### Source material
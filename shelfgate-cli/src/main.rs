//! Shelfgate CLI: inspect access decisions without running the client.
//!
//! ```bash
//! shelfgate check --role Moderator /admin/users
//! shelfgate menu --role librarian --menu admin
//! shelfgate matrix
//! shelfgate validate --config shelfgate.toml
//! ```

mod commands;

use clap::{Args, Parser, Subcommand};
use shelfgate_core::config::ShelfgateConfig;
use shelfgate_core::logging::{init_logging, LoggingConfig};
use std::path::PathBuf;

#[derive(Parser)]
#[command(
    name = "shelfgate",
    about = "Inspect the library client's role-based access rules",
    version
)]
struct Cli {
    /// Configuration file (missing file means defaults)
    #[arg(long, global = true, default_value = "shelfgate.toml")]
    config: PathBuf,

    /// Override the configured log level
    #[arg(long, global = true)]
    log_level: Option<String>,

    #[command(subcommand)]
    command: Commands,
}

/// Who is navigating
#[derive(Args, Debug, Clone)]
pub struct ViewerArgs {
    /// Raw role as the backend sends it: a JSON value or a bare string
    #[arg(long, required_unless_present = "anonymous", conflicts_with = "anonymous")]
    pub role: Option<String>,

    /// Evaluate as a signed-out visitor
    #[arg(long)]
    pub anonymous: bool,
}

#[derive(Subcommand)]
enum Commands {
    /// Decide a single navigation
    Check {
        #[command(flatten)]
        viewer: ViewerArgs,

        /// Destination path, query string allowed
        destination: String,
    },
    /// List the menu entries a viewer would see
    Menu {
        #[command(flatten)]
        viewer: ViewerArgs,

        /// "admin" or "header"
        #[arg(long, default_value = "admin")]
        menu: String,
    },
    /// Print the decision for every role and policy key
    Matrix,
    /// Load the configuration and check the policy for surprises
    Validate,
}

/// Runtime logger settings; every line is tagged `service=shelfgate`
fn logging_config(config: &ShelfgateConfig) -> anyhow::Result<LoggingConfig> {
    Ok(config.logging.to_runtime()?.with_context_field("service", "shelfgate"))
}

fn run(cli: Cli) -> anyhow::Result<()> {
    let mut config = ShelfgateConfig::load_from(&cli.config)?;
    if let Some(level) = cli.log_level {
        config.logging.level = level;
        config.validate()?;
    }
    init_logging(&logging_config(&config)?)?;

    let output = match cli.command {
        Commands::Check { viewer, destination } => commands::check::run(&config, &viewer, &destination)?,
        Commands::Menu { viewer, menu } => commands::menu::run(&config, &viewer, &menu)?,
        Commands::Matrix => commands::matrix::run(&config)?,
        Commands::Validate => commands::validate::run(&config, &cli.config)?,
    };
    print!("{}", output);
    Ok(())
}

fn main() {
    if let Err(e) = run(Cli::parse()) {
        eprintln!("Error: {:#}", e);
        std::process::exit(1);
    }
}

### Exercise requirements
All lines from the listing above that include "PathBuf" should be shown.

### Completed exercise
use std::path::PathBuf;
    config: PathBuf,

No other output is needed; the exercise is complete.